#### Items from a data source
►

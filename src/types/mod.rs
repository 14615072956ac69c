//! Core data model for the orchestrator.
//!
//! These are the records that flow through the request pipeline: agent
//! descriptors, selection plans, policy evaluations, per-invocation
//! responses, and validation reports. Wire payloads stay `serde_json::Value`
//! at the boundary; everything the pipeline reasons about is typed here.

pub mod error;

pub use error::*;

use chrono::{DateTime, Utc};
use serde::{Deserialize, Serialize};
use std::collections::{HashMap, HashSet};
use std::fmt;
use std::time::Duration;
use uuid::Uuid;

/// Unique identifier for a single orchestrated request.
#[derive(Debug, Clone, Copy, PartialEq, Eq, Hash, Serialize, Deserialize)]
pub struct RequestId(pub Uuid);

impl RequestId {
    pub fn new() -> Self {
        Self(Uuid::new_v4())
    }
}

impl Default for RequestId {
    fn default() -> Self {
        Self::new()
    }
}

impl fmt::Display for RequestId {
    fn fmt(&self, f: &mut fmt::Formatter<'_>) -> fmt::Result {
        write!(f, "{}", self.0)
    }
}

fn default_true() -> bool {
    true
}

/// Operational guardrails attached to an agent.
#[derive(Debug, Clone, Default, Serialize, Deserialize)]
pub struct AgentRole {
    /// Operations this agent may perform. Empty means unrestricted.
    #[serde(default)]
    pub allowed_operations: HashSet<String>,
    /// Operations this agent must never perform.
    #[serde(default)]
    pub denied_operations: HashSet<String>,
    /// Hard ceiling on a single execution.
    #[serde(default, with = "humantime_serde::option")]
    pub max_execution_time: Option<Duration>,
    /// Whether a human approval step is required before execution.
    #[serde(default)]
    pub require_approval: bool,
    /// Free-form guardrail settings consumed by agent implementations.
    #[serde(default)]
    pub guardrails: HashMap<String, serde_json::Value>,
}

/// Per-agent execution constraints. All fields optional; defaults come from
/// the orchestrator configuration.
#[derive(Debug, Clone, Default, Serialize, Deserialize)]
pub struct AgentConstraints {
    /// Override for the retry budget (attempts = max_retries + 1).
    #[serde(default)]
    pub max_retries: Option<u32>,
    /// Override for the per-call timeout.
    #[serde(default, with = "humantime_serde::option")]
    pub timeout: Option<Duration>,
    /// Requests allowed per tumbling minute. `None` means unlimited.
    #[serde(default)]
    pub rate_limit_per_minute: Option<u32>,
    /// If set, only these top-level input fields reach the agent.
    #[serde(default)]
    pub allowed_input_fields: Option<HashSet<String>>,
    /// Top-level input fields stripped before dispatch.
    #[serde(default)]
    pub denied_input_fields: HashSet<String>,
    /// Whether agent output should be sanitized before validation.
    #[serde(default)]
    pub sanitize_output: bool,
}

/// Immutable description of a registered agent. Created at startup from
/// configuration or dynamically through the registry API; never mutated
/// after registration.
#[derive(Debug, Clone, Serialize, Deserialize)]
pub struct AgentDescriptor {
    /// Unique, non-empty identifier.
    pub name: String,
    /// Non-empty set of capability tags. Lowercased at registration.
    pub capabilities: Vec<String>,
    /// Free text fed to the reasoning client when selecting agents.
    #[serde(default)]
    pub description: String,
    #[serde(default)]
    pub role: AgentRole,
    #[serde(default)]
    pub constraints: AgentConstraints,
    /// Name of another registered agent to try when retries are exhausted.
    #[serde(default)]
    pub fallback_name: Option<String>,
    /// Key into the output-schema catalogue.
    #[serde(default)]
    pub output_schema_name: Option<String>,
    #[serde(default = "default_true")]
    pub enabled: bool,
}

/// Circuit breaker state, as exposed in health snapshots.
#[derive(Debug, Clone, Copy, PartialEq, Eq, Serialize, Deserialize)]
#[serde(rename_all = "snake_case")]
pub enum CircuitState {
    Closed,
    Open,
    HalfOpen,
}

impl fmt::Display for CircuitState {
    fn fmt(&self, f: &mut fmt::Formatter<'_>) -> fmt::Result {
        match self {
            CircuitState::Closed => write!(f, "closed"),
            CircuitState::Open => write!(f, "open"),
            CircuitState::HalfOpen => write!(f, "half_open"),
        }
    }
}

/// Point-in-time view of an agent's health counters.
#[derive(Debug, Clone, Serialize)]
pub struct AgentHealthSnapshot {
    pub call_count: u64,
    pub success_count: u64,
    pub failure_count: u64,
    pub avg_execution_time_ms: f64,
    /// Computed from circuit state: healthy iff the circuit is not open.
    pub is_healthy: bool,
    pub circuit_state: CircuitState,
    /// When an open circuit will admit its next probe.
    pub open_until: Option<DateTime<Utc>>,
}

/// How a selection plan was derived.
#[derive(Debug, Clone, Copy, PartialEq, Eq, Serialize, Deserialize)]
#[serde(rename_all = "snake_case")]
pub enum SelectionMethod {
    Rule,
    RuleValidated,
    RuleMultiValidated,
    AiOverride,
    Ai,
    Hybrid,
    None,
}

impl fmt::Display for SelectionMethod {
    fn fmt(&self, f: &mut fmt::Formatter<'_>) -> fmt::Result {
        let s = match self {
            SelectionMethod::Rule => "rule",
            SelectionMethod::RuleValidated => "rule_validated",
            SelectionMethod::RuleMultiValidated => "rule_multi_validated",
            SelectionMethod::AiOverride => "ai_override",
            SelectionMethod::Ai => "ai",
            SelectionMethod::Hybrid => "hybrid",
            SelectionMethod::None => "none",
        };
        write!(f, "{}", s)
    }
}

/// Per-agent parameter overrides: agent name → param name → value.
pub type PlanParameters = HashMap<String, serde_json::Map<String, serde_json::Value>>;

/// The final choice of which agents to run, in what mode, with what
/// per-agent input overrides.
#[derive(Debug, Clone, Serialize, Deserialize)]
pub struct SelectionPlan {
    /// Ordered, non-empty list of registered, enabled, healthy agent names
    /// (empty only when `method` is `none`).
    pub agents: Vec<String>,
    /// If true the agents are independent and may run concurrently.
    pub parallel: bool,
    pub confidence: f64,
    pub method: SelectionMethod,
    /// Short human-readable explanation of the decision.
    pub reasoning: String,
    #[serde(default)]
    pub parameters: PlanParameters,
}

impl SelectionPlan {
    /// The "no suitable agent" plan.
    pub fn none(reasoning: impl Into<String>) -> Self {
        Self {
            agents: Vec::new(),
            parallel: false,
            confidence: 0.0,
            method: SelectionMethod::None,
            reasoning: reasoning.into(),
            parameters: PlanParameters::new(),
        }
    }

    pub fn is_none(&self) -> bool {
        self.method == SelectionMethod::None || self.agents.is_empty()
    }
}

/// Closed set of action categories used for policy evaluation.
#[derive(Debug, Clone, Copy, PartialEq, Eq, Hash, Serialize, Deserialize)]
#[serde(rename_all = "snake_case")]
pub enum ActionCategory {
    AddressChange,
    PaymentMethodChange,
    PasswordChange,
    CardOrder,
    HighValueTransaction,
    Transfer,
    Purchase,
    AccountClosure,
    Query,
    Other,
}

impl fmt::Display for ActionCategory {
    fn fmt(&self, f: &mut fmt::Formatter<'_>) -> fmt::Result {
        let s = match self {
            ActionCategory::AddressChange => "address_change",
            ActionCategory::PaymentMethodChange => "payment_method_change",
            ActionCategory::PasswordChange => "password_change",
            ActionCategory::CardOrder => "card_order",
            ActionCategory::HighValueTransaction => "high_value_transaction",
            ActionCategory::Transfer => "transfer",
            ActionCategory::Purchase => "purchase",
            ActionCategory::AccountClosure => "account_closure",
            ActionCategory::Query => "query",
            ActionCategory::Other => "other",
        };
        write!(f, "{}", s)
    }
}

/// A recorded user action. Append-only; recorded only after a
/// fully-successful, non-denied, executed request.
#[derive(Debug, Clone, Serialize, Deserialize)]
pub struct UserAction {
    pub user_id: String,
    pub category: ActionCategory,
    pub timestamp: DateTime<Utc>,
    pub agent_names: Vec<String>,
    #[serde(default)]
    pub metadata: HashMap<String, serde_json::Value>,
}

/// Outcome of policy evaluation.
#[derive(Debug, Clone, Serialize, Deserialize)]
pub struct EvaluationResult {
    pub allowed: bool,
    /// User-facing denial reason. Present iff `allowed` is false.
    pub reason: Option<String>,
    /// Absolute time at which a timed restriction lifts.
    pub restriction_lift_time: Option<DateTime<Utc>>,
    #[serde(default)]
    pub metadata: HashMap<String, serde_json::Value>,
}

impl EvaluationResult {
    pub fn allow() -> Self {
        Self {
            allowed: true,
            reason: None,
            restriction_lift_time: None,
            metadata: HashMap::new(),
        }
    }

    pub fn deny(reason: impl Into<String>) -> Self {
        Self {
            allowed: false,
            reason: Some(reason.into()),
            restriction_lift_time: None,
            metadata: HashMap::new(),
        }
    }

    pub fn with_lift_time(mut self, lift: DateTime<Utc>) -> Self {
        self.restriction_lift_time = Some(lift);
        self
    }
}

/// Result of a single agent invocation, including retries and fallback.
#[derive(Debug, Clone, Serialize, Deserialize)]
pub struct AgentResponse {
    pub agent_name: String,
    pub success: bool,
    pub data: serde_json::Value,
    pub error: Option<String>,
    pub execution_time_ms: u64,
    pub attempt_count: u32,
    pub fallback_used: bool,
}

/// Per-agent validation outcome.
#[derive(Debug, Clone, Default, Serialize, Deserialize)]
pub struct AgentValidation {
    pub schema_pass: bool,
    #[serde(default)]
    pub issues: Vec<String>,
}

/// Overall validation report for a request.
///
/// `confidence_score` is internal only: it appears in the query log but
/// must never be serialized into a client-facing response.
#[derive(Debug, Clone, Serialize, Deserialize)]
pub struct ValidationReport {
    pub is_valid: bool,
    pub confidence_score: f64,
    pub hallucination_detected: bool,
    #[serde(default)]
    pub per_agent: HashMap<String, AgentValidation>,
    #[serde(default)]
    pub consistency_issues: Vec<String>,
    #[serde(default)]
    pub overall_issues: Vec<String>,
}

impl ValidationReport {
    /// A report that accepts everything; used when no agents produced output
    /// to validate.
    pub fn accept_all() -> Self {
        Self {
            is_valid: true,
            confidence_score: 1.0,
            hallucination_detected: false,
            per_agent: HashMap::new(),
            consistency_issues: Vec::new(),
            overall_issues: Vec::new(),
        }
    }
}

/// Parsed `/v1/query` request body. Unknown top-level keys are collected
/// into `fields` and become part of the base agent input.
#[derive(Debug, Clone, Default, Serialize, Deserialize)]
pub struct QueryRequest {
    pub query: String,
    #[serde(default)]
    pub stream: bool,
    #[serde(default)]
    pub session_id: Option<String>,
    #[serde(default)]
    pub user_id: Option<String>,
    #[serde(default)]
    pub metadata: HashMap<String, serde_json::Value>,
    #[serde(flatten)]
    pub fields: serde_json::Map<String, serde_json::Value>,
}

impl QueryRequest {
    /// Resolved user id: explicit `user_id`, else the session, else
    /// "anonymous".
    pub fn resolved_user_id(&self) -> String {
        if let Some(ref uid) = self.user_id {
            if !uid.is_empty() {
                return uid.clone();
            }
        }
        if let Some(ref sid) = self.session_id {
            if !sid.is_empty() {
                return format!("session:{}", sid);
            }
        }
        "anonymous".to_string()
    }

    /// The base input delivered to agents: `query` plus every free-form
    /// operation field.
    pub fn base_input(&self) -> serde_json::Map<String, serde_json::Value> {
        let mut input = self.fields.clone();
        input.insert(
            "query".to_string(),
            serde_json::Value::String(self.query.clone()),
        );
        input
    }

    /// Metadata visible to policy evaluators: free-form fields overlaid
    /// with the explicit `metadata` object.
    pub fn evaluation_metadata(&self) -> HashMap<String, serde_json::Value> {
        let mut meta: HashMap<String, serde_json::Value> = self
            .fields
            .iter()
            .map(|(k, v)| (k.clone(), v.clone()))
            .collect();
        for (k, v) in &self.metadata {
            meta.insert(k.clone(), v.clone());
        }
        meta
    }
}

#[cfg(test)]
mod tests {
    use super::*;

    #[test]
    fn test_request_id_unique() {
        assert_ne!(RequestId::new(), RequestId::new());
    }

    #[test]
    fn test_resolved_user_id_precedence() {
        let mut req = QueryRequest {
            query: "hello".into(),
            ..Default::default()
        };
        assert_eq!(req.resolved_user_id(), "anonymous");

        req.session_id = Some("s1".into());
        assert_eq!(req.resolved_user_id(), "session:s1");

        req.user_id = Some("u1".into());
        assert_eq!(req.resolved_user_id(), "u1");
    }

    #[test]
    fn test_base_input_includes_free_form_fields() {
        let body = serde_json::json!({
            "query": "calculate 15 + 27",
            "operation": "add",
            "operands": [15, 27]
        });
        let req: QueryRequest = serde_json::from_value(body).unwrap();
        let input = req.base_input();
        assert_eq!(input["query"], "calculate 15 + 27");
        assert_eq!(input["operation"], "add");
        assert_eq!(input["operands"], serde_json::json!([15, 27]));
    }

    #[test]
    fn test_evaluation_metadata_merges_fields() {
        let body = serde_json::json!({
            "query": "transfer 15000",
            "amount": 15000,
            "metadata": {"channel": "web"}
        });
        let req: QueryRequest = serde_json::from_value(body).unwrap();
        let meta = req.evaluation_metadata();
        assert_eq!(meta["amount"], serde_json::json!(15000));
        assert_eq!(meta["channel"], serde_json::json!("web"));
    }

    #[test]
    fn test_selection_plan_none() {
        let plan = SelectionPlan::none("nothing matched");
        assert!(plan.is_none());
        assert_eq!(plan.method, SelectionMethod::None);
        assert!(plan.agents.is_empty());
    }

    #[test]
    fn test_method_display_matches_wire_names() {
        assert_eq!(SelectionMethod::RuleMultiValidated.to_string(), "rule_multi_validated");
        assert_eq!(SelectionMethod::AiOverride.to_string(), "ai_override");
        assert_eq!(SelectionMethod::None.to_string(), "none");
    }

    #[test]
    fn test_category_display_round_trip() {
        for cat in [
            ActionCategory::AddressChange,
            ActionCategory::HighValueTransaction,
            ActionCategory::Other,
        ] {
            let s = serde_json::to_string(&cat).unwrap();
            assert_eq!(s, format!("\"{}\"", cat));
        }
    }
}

◄

#### Task statement
Search the records for the word "RuleValidated", then list every line that has it.

#### Response to this task
    RuleValidated,
            SelectionMethod::RuleValidated => "rule_validated",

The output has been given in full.